DATA -
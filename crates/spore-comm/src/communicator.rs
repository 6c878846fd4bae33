//! Communicator endpoints and the universe that wires them together.

use std::collections::VecDeque;
use std::sync::atomic::{AtomicBool, Ordering};
use std::sync::Arc;
use std::time::Duration;

use crossbeam_channel::{Receiver, RecvTimeoutError, Sender};
use smallvec::SmallVec;

use crate::error::CommError;
use crate::message::{Envelope, Payload, Tag};
use crate::request::{RecvRequest, ReduceRequest, ReduceState, Request, SendRequest};

/// How often a blocked receive re-checks the abort signal.
const POLL_INTERVAL: Duration = Duration::from_millis(10);

// ── AbortSignal ────────────────────────────────────────────────────

/// Run-wide failure flag shared by every endpoint of a [`Universe`].
///
/// A worker that fails raises the signal so that peers blocked on a
/// receive from it return [`CommError::Aborted`] instead of waiting
/// forever.
#[derive(Clone, Debug, Default)]
pub struct AbortSignal(Arc<AtomicBool>);

impl AbortSignal {
    /// Mark the run as failed.
    pub fn raise(&self) {
        self.0.store(true, Ordering::Release);
    }

    /// Whether any worker has raised the signal.
    pub fn is_raised(&self) -> bool {
        self.0.load(Ordering::Acquire)
    }
}

// ── Universe ───────────────────────────────────────────────────────

/// The full set of endpoints for one run.
///
/// Built once before workers start; each worker thread takes ownership of
/// exactly one [`Communicator`].
#[derive(Debug)]
pub struct Universe {
    endpoints: Vec<Communicator>,
    abort: AbortSignal,
}

impl Universe {
    /// Wire up `size` fully connected endpoints.
    ///
    /// Returns `Err(CommError::EmptyGroup)` if `size == 0`.
    pub fn new(size: usize) -> Result<Self, CommError> {
        if size == 0 {
            return Err(CommError::EmptyGroup);
        }
        let abort = AbortSignal::default();
        let (senders, receivers): (Vec<Sender<Envelope>>, Vec<Receiver<Envelope>>) =
            (0..size).map(|_| crossbeam_channel::unbounded()).unzip();

        let endpoints = receivers
            .into_iter()
            .enumerate()
            .map(|(rank, inbox)| Communicator {
                rank,
                size,
                outboxes: senders.clone(),
                inbox,
                unexpected: VecDeque::new(),
                abort: abort.clone(),
            })
            .collect();

        Ok(Self { endpoints, abort })
    }

    /// Number of endpoints.
    pub fn size(&self) -> usize {
        self.endpoints.len()
    }

    /// The shared abort signal.
    pub fn abort_signal(&self) -> AbortSignal {
        self.abort.clone()
    }

    /// Hand out the endpoints, in rank order.
    pub fn into_endpoints(self) -> Vec<Communicator> {
        self.endpoints
    }
}

// ── Communicator ───────────────────────────────────────────────────

/// One worker's endpoint.
///
/// Messages from a given sender are delivered in the order they were
/// sent. A receive for `(source, tag)` takes the oldest matching message;
/// anything else that arrives meanwhile is set aside until asked for.
pub struct Communicator {
    rank: usize,
    size: usize,
    outboxes: Vec<Sender<Envelope>>,
    inbox: Receiver<Envelope>,
    unexpected: VecDeque<Envelope>,
    abort: AbortSignal,
}

impl Communicator {
    /// This endpoint's rank.
    pub fn rank(&self) -> usize {
        self.rank
    }

    /// Number of ranks in the group.
    pub fn size(&self) -> usize {
        self.size
    }

    /// Number of received messages waiting for a matching receive.
    pub fn pending_unexpected(&self) -> usize {
        self.unexpected.len()
    }

    /// Restrict the group to ranks `0..count`.
    ///
    /// Consumes the endpoint. Ranks inside the range get an endpoint of
    /// the smaller group with the same rank; ranks outside get `None` and
    /// drop out of all further communication. Every rank must call this
    /// with the same `count`.
    pub fn include_first(mut self, count: usize) -> Option<Self> {
        if self.rank >= count {
            return None;
        }
        self.size = count.min(self.size);
        self.outboxes.truncate(self.size);
        Some(self)
    }

    fn check_rank(&self, rank: usize) -> Result<(), CommError> {
        if rank >= self.size {
            return Err(CommError::RankOutOfRange {
                rank,
                size: self.size,
            });
        }
        Ok(())
    }

    /// Start sending `payload` to `dest`.
    pub fn isend(&self, dest: usize, tag: Tag, payload: Payload) -> Result<SendRequest, CommError> {
        self.check_rank(dest)?;
        tracing::trace!(rank = self.rank, dest, ?tag, kind = payload.kind(), "isend");
        self.outboxes[dest]
            .send(Envelope {
                source: self.rank,
                tag,
                payload,
            })
            .map_err(|_| CommError::Disconnected { peer: dest })?;
        Ok(SendRequest { dest, tag })
    }

    /// Post a receive for the next message from `source` with `tag`.
    pub fn irecv(&self, source: usize, tag: Tag) -> Result<RecvRequest, CommError> {
        self.check_rank(source)?;
        Ok(RecvRequest { source, tag })
    }

    /// Block until the message for `request` arrives.
    pub fn wait(&mut self, request: RecvRequest) -> Result<Payload, CommError> {
        self.receive(request.source, request.tag)
    }

    /// Complete every request, in order.
    ///
    /// The result holds `Some(payload)` for each receive and `None` for
    /// each send, positionally matching `requests`.
    pub fn wait_all<I>(&mut self, requests: I) -> Result<SmallVec<[Option<Payload>; 4]>, CommError>
    where
        I: IntoIterator<Item = Request>,
    {
        requests
            .into_iter()
            .map(|request| match request {
                Request::Send(s) => {
                    tracing::trace!(rank = self.rank, dest = s.dest, tag = ?s.tag, "send complete");
                    Ok(None)
                }
                Request::Recv(r) => self.wait(r).map(Some),
            })
            .collect()
    }

    /// Start a sum-reduction of `counts` onto `root`.
    ///
    /// Every rank of the group must issue the same sequence of
    /// reductions with equal-length inputs.
    pub fn ireduce_sum(&self, root: usize, counts: &[u64]) -> Result<ReduceRequest, CommError> {
        self.check_rank(root)?;
        if self.rank == root {
            return Ok(ReduceRequest {
                state: ReduceState::Root {
                    partial: counts.to_vec(),
                },
            });
        }
        let _sent = self.isend(root, Tag::Reduce, Payload::Counts(counts.to_vec()))?;
        Ok(ReduceRequest {
            state: ReduceState::Contributed,
        })
    }

    /// Complete a reduction. The root receives the element-wise sum over
    /// all ranks; every other rank receives `None`.
    pub fn wait_reduce(&mut self, request: ReduceRequest) -> Result<Option<Vec<u64>>, CommError> {
        let mut partial = match request.state {
            ReduceState::Contributed => return Ok(None),
            ReduceState::Root { partial } => partial,
        };
        let me = self.rank;
        for source in (0..self.size).filter(|&s| s != me) {
            let contribution = self.receive(source, Tag::Reduce)?.into_counts()?;
            if contribution.len() != partial.len() {
                return Err(CommError::LengthMismatch {
                    expected: partial.len(),
                    got: contribution.len(),
                });
            }
            for (acc, v) in partial.iter_mut().zip(contribution) {
                *acc += v;
            }
        }
        Ok(Some(partial))
    }

    fn receive(&mut self, source: usize, tag: Tag) -> Result<Payload, CommError> {
        if let Some(pos) = self.unexpected.iter().position(|e| e.matches(source, tag)) {
            if let Some(envelope) = self.unexpected.remove(pos) {
                return Ok(envelope.payload);
            }
        }
        loop {
            match self.inbox.recv_timeout(POLL_INTERVAL) {
                Ok(envelope) if envelope.matches(source, tag) => return Ok(envelope.payload),
                Ok(envelope) => self.unexpected.push_back(envelope),
                Err(RecvTimeoutError::Timeout) => {
                    if self.abort.is_raised() {
                        return Err(CommError::Aborted);
                    }
                }
                Err(RecvTimeoutError::Disconnected) => {
                    return Err(CommError::Disconnected { peer: source })
                }
            }
        }
    }
}

impl std::fmt::Debug for Communicator {
    fn fmt(&self, f: &mut std::fmt::Formatter<'_>) -> std::fmt::Result {
        f.debug_struct("Communicator")
            .field("rank", &self.rank)
            .field("size", &self.size)
            .field("unexpected", &self.unexpected.len())
            .finish()
    }
}

#[cfg(test)]
mod tests {
    use super::*;
    use std::thread;

    fn pair() -> (Communicator, Communicator) {
        let mut it = Universe::new(2).unwrap().into_endpoints().into_iter();
        (it.next().unwrap(), it.next().unwrap())
    }

    #[test]
    fn empty_universe_rejected() {
        assert_eq!(Universe::new(0).unwrap_err(), CommError::EmptyGroup);
    }

    #[test]
    fn send_then_receive() {
        let (a, mut b) = pair();
        let _s = a.isend(1, Tag::TowardNext, Payload::Cells(vec![1, 2, 3])).unwrap();
        let r = b.irecv(0, Tag::TowardNext).unwrap();
        assert_eq!(b.wait(r).unwrap(), Payload::Cells(vec![1, 2, 3]));
    }

    #[test]
    fn tags_disambiguate_same_peer() {
        let (a, mut b) = pair();
        let _ = a.isend(1, Tag::TowardPrev, Payload::Cells(vec![1])).unwrap();
        let _ = a.isend(1, Tag::TowardNext, Payload::Cells(vec![2])).unwrap();
        // Ask for the later message first.
        let next = b.irecv(0, Tag::TowardNext).unwrap();
        let prev = b.irecv(0, Tag::TowardPrev).unwrap();
        assert_eq!(b.wait(next).unwrap(), Payload::Cells(vec![2]));
        assert_eq!(b.pending_unexpected(), 1);
        assert_eq!(b.wait(prev).unwrap(), Payload::Cells(vec![1]));
        assert_eq!(b.pending_unexpected(), 0);
    }

    #[test]
    fn same_tag_preserves_send_order() {
        let (a, mut b) = pair();
        for i in 0..5u8 {
            let _ = a.isend(1, Tag::TowardNext, Payload::Cells(vec![i])).unwrap();
        }
        for i in 0..5u8 {
            let r = b.irecv(0, Tag::TowardNext).unwrap();
            assert_eq!(b.wait(r).unwrap(), Payload::Cells(vec![i]));
        }
    }

    #[test]
    fn self_send_on_single_rank() {
        let mut solo = Universe::new(1).unwrap().into_endpoints().remove(0);
        let s = solo.isend(0, Tag::TowardPrev, Payload::Cells(vec![7])).unwrap();
        let r = solo.irecv(0, Tag::TowardPrev).unwrap();
        let out = solo.wait_all([Request::from(s), Request::from(r)]).unwrap();
        assert_eq!(out.as_slice(), &[None, Some(Payload::Cells(vec![7]))]);
    }

    #[test]
    fn rank_out_of_range() {
        let (a, _b) = pair();
        assert_eq!(
            a.isend(2, Tag::Reduce, Payload::Counts(vec![])).unwrap_err(),
            CommError::RankOutOfRange { rank: 2, size: 2 }
        );
        assert!(a.irecv(5, Tag::Reduce).is_err());
    }

    #[test]
    fn reduce_sums_on_root_only() {
        let endpoints = Universe::new(3).unwrap().into_endpoints();
        let handles: Vec<_> = endpoints
            .into_iter()
            .map(|mut comm| {
                thread::spawn(move || {
                    let rank = comm.rank() as u64;
                    let req = comm.ireduce_sum(0, &[rank, 10 * rank, 1]).unwrap();
                    comm.wait_reduce(req).unwrap()
                })
            })
            .collect();
        let results: Vec<Option<Vec<u64>>> =
            handles.into_iter().map(|h| h.join().unwrap()).collect();
        assert_eq!(results[0], Some(vec![3, 30, 3]));
        assert_eq!(results[1], None);
        assert_eq!(results[2], None);
    }

    #[test]
    fn reduce_length_mismatch_detected() {
        let (mut a, b) = pair();
        let root = a.ireduce_sum(0, &[1, 2]).unwrap();
        let _ = b.ireduce_sum(0, &[1, 2, 3]).unwrap();
        assert_eq!(
            a.wait_reduce(root).unwrap_err(),
            CommError::LengthMismatch {
                expected: 2,
                got: 3
            }
        );
    }

    #[test]
    fn include_first_drops_trailing_ranks() {
        let endpoints = Universe::new(4).unwrap().into_endpoints();
        let kept: Vec<Option<Communicator>> =
            endpoints.into_iter().map(|c| c.include_first(2)).collect();
        assert!(kept[0].is_some());
        assert!(kept[1].is_some());
        assert!(kept[2].is_none());
        assert!(kept[3].is_none());
        let zero = kept[0].as_ref().unwrap();
        assert_eq!(zero.size(), 2);
        assert!(zero.isend(2, Tag::Reduce, Payload::Counts(vec![])).is_err());
    }

    #[test]
    fn abort_unblocks_pending_receive() {
        let universe = Universe::new(2).unwrap();
        let abort = universe.abort_signal();
        let mut endpoints = universe.into_endpoints();
        let _silent = endpoints.pop().unwrap();
        let mut waiting = endpoints.pop().unwrap();

        let h = thread::spawn(move || {
            let r = waiting.irecv(1, Tag::TowardPrev).unwrap();
            waiting.wait(r)
        });
        abort.raise();
        assert_eq!(h.join().unwrap(), Err(CommError::Aborted));
    }
}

BRIEF - Whenever a line in the material contains the word "sync", copy that line.

WORKED SOLUTION -
use std::sync::atomic::{AtomicBool, Ordering};
use std::sync::Arc;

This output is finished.